Pharmacokinetic and pharmacodynamic analyses of cocaine and its metabolites in behaviorally divergent inbred mouse strains.

: Cocaine is a psychostimulant with a high potential for abuse and addiction. Risk for cocaine use disorder is driven, in part, by genetic factors. Animal models of addiction-relevant behaviors have proven useful for studying both genetic and non-genetic contributions to drug response. In a previous study, we examined initial locomotor sensitivity to cocaine in genetically diverse inbred mouse strains. That work highlighted the relevance of pharmacokinetics in initial locomotor response to cocaine but was limited by a single dose and two sampling points. The objective of the present study was to characterize the pharmacokinetics and pharmacodynamics of cocaine and its metabolites (norcocaine and benzoylecgonine) in 6 inbred mouse strains (I/LnJ, C57BL/6J, FVB/NJ, BTBR T+ tf/J, LG/J, LP/J) that exhibit extreme locomotor responses to cocaine.

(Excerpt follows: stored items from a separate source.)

//! Decides which heading the reader is currently on.

use crate::direction::{DirectionHandle, ScrollDirection};
use crate::visibility::{FocalRegion, VisibilitySource};

/// How headings are matched against the viewport.
#[derive(Clone, Copy, Debug, PartialEq)]
pub enum Strategy {
    /// Headings intersecting a thin band near the top of the viewport are
    /// candidates; ties are broken by scroll direction.
    FocalStrip(FocalRegion),
    /// The last heading whose top has passed twice the fixed header height
    /// wins. The final heading also wins once its predecessor has left the
    /// top of the viewport.
    Threshold { header_offset: f32 },
}

impl Default for Strategy {
    fn default() -> Self {
        Strategy::FocalStrip(FocalRegion::default())
    }
}

pub struct ActiveSectionDetector {
    strategy: Strategy,
    direction: DirectionHandle,
    ids: Vec<String>,
    active: Option<String>,
    degraded: bool,
}

impl ActiveSectionDetector {
    pub fn new(strategy: Strategy, direction: DirectionHandle) -> Self {
        Self {
            strategy,
            direction,
            ids: Vec::new(),
            active: None,
            degraded: false,
        }
    }

    /// Replaces the tracked ids and starts observing them.
    ///
    /// If the source cannot observe, the detector stays inert until the
    /// next successful `set_ids`.
    pub fn set_ids(&mut self, ids: &[String], source: &mut dyn VisibilitySource) {
        self.release(source);
        self.ids = ids.to_vec();
        self.active = None;
        self.degraded = false;

        if self.ids.is_empty() {
            return;
        }
        if let Err(e) = source.observe(&self.ids) {
            log::warn!("Active section tracking disabled: {}", e);
            self.degraded = true;
        } else {
            log::debug!("Tracking {} headings", self.ids.len());
        }
    }

    /// Stops observing and forgets all state.
    pub fn teardown(&mut self, source: &mut dyn VisibilitySource) {
        self.release(source);
        self.ids.clear();
        self.active = None;
        self.degraded = false;
    }

    fn release(&mut self, source: &mut dyn VisibilitySource) {
        if !self.ids.is_empty() && !self.degraded {
            source.unobserve(&self.ids);
        }
    }

    /// Re-evaluates the active id. Returns true if it changed.
    pub fn recompute(&mut self, source: &dyn VisibilitySource) -> bool {
        let next = if self.is_inert() {
            None
        } else {
            match self.strategy {
                Strategy::FocalStrip(region) => self.focal_candidate(region, source),
                Strategy::Threshold { header_offset } => {
                    self.threshold_candidate(header_offset, source)
                }
            }
        };

        if next == self.active {
            return false;
        }
        log::debug!("Active section: {:?} -> {:?}", self.active, next);
        self.active = next;
        true
    }

    fn focal_candidate(&self, region: FocalRegion, source: &dyn VisibilitySource) -> Option<String> {
        let viewport_height = source.viewport_height();
        let mut candidates = self.ids.iter().filter(|id| {
            source
                .heading_bounds(id)
                .is_some_and(|bounds| region.intersects(bounds, viewport_height))
        });

        // Candidates come out in document order.
        let picked = match self.direction.get() {
            ScrollDirection::Down => candidates.last(),
            ScrollDirection::Up => candidates.next(),
        };
        picked.cloned().or_else(|| self.active.clone())
    }

    fn threshold_candidate(&self, header_offset: f32, source: &dyn VisibilitySource) -> Option<String> {
        let limit = header_offset + header_offset;
        let last = self.ids.len() - 1;
        let mut current: Option<&String> = None;

        for (i, id) in self.ids.iter().enumerate() {
            let Some(bounds) = source.heading_bounds(id) else {
                continue;
            };

            if bounds.top <= limit {
                current = Some(id);
            } else if i == last && i > 0 {
                let prev = &self.ids[i - 1];
                let prev_left_viewport = current == Some(prev)
                    && source.heading_bounds(prev).is_some_and(|b| b.top < 0.0);
                if prev_left_viewport {
                    current = Some(id);
                }
            }
        }

        current.cloned()
    }

    pub fn active_id(&self) -> Option<&str> {
        self.active.as_deref()
    }

    pub fn ids(&self) -> &[String] {
        &self.ids
    }

    pub fn strategy(&self) -> Strategy {
        self.strategy
    }

    pub fn is_degraded(&self) -> bool {
        self.degraded
    }

    /// True when no id can ever become active.
    pub fn is_inert(&self) -> bool {
        self.ids.is_empty() || self.degraded
    }
}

Mice were administered cocaine at one of 4 doses and concentrations of cocaine, norcocaine, and benzoylecgonine were analyzed in both plasma and brain tissue at 5 different time points. Initial locomotor sensitivity to cocaine was used as a pharmacodynamic endpoint. We developed an empirical population PK model that simultaneously characterizes cocaine, norcocaine, and benzoylecgonine in plasma and brain tissues. We observed interstrain variability occurring in the brain compartment that may contribute to pharmacodynamic differences amongst select strains. Our current work paves the way for future studies to explore strain-specific pharmacokinetic differences and identify factors other than pharmacokinetics that are responsible for the diverse behavioral response to cocaine across these inbred mouse strains.